(AIM OF THE EXERCISE) Which lines run from the line with "filename src/cache/options.rs" through the line with "without a refetch" in the entries below? Print them exactly, both ends included, and nothing more.

Stored dataset items:
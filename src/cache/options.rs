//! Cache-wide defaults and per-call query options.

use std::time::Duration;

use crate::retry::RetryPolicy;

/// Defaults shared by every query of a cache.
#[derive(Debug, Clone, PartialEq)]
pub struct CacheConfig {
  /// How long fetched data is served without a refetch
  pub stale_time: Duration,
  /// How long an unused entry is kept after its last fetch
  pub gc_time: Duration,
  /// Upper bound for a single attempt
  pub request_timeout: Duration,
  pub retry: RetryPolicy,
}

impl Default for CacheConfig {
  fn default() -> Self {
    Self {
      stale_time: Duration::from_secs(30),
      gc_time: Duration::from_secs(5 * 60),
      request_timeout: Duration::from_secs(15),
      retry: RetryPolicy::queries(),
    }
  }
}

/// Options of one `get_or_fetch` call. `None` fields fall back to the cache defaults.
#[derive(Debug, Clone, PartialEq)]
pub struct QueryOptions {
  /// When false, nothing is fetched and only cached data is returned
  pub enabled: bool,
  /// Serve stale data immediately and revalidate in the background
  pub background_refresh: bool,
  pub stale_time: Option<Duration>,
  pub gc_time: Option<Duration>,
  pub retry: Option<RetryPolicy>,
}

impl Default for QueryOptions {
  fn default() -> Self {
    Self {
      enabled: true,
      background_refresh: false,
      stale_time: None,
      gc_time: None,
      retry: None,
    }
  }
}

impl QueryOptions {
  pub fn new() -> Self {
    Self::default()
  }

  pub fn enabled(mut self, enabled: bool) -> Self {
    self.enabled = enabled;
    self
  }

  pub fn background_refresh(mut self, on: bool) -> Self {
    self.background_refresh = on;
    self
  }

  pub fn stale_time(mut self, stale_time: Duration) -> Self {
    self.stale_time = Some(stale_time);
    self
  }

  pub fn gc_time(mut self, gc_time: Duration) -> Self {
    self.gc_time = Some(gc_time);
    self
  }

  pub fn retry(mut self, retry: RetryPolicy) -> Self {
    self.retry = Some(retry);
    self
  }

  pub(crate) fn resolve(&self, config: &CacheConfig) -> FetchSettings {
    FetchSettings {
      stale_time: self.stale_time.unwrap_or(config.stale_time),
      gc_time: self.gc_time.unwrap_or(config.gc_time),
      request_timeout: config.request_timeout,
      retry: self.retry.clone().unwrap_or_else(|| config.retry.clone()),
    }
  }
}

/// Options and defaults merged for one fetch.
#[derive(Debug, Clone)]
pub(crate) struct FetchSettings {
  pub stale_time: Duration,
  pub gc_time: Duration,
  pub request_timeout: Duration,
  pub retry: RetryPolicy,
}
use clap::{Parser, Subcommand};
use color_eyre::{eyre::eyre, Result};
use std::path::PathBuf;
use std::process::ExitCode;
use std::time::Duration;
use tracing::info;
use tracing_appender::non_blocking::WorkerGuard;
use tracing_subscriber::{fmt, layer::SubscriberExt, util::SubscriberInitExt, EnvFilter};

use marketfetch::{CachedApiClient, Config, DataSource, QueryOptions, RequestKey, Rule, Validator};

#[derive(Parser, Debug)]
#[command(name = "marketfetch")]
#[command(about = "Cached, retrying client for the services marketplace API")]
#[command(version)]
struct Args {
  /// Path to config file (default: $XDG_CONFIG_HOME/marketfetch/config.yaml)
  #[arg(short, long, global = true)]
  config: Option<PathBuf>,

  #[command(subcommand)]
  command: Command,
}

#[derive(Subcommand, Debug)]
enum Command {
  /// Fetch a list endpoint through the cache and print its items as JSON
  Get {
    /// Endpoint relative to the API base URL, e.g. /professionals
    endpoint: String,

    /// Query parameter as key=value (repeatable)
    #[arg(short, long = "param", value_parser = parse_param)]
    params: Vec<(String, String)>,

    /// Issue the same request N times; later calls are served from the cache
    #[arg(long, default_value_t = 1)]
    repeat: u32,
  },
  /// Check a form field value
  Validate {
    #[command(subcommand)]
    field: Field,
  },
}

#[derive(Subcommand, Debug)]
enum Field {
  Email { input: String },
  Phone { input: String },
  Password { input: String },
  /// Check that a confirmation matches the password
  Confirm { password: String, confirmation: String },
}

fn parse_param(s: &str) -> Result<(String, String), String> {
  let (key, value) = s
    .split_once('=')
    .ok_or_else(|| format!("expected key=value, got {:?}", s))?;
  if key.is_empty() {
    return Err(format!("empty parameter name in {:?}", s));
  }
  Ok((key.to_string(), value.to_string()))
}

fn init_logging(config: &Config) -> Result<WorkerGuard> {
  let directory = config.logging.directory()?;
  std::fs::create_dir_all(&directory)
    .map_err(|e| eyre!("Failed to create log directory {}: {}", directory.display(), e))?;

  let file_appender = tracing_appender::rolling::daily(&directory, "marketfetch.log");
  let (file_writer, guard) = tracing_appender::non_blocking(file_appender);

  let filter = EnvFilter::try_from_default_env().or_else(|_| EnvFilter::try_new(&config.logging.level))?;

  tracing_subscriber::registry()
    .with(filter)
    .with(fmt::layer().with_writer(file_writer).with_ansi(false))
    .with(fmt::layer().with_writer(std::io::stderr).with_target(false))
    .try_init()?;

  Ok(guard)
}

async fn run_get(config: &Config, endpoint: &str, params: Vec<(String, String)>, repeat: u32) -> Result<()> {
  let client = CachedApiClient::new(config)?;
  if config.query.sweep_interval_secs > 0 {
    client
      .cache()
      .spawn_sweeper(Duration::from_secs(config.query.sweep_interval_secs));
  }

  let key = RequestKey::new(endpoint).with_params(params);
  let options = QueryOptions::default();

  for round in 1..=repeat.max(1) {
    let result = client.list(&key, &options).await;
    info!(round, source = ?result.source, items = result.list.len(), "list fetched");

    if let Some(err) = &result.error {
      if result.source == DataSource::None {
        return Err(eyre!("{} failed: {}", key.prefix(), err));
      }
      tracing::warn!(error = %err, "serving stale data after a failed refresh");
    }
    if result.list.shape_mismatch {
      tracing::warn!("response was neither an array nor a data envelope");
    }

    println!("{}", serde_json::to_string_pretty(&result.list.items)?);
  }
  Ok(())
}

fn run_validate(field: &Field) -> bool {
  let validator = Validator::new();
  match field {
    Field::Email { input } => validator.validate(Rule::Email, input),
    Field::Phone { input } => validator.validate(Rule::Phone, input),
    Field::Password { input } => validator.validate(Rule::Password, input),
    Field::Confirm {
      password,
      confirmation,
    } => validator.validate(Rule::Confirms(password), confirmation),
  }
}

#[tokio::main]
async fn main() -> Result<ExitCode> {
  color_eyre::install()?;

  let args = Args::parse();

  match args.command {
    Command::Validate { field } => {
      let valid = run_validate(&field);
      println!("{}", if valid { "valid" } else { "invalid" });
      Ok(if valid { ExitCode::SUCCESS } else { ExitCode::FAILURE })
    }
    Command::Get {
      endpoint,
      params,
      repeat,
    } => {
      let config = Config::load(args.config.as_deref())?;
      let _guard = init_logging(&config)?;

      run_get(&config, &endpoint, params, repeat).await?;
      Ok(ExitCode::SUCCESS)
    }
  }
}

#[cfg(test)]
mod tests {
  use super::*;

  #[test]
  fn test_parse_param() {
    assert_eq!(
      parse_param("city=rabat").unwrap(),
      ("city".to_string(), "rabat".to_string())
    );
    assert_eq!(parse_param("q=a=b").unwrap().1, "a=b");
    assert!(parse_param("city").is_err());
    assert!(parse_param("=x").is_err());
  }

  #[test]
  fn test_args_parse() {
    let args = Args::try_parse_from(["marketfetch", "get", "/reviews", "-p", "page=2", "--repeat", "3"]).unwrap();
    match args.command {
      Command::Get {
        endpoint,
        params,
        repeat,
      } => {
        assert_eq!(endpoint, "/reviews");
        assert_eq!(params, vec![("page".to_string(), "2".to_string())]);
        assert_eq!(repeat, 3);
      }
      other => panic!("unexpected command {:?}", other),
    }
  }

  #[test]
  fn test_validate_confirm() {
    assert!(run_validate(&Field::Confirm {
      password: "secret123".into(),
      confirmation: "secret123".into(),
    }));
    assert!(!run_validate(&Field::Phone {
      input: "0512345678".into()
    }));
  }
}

--

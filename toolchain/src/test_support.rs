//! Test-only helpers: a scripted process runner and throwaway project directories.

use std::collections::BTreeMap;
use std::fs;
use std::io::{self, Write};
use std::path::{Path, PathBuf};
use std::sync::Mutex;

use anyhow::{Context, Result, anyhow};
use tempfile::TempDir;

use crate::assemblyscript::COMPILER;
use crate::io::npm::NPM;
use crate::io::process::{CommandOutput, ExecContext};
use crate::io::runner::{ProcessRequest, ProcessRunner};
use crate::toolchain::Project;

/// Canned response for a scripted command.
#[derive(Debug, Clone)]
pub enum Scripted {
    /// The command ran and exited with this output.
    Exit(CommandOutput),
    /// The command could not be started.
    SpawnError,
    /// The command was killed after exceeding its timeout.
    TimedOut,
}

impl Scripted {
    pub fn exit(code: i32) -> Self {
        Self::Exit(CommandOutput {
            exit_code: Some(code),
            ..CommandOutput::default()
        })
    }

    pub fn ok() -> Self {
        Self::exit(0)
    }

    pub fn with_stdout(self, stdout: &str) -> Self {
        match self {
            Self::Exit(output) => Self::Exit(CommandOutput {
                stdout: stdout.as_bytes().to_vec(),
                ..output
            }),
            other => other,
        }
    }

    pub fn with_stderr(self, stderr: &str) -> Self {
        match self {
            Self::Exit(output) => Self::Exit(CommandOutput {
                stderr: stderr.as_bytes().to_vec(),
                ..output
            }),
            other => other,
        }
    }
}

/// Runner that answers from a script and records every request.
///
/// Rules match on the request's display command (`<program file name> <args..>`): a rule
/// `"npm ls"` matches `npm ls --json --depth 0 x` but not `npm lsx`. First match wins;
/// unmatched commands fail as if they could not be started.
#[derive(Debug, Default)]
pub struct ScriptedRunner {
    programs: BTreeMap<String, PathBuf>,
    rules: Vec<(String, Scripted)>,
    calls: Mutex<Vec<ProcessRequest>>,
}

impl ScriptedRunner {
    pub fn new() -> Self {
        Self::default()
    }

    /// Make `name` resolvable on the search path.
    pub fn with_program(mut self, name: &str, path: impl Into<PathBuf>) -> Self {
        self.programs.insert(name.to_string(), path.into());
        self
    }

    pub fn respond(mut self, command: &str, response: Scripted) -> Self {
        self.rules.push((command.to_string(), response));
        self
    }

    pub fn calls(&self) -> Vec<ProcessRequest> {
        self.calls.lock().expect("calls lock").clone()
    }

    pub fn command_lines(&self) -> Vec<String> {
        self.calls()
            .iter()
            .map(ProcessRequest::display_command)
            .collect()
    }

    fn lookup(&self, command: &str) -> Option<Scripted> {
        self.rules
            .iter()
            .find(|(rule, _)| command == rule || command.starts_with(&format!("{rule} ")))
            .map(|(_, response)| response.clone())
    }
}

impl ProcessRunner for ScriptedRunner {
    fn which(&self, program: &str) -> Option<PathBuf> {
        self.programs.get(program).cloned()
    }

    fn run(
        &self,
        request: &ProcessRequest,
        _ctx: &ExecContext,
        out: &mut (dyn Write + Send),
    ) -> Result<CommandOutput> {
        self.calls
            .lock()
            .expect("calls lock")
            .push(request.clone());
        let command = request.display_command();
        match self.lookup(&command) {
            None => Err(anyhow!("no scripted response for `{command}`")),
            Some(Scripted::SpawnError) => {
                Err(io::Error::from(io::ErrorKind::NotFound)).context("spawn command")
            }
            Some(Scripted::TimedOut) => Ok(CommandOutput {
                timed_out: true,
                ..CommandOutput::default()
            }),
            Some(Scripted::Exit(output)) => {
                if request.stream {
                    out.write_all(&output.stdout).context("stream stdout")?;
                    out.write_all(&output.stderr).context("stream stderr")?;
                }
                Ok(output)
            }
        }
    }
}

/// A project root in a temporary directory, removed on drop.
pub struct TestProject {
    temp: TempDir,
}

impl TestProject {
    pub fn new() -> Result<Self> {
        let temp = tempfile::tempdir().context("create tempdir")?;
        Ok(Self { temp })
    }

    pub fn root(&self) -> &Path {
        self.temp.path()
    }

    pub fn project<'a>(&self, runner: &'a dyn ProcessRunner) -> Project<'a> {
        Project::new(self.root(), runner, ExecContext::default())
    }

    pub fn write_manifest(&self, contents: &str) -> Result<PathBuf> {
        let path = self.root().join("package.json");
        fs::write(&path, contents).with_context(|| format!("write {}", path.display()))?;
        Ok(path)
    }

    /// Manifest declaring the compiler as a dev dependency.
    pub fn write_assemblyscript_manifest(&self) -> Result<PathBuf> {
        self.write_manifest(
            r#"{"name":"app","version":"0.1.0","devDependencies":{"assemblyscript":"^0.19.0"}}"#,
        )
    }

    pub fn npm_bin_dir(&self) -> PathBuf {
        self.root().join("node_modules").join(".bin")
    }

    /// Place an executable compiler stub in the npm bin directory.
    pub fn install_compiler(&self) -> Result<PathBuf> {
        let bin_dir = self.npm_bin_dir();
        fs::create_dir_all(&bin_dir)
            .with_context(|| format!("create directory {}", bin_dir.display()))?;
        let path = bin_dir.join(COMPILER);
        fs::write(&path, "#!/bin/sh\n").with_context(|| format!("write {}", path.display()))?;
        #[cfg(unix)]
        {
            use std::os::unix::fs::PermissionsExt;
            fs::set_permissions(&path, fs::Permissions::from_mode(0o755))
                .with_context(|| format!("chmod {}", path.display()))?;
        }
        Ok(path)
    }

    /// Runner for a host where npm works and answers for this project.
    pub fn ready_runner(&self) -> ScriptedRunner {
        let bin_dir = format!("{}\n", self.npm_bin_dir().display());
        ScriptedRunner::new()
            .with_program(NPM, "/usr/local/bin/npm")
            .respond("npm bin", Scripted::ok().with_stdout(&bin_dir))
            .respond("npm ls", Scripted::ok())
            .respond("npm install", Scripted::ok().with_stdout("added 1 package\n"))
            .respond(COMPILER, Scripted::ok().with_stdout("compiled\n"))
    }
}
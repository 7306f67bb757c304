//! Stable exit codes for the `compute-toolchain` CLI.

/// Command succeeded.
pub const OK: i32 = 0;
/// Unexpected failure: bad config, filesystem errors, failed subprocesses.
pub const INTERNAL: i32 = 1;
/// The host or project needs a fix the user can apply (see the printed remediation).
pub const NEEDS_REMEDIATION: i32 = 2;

(ANSWER BOX)
filename src/cache/options.rs
//! Cache-wide defaults and per-call query options.

use std::time::Duration;

use crate::retry::RetryPolicy;

/// Defaults shared by every query of a cache.
#[derive(Debug, Clone, PartialEq)]
pub struct CacheConfig {
  /// How long fetched data is served without a refetch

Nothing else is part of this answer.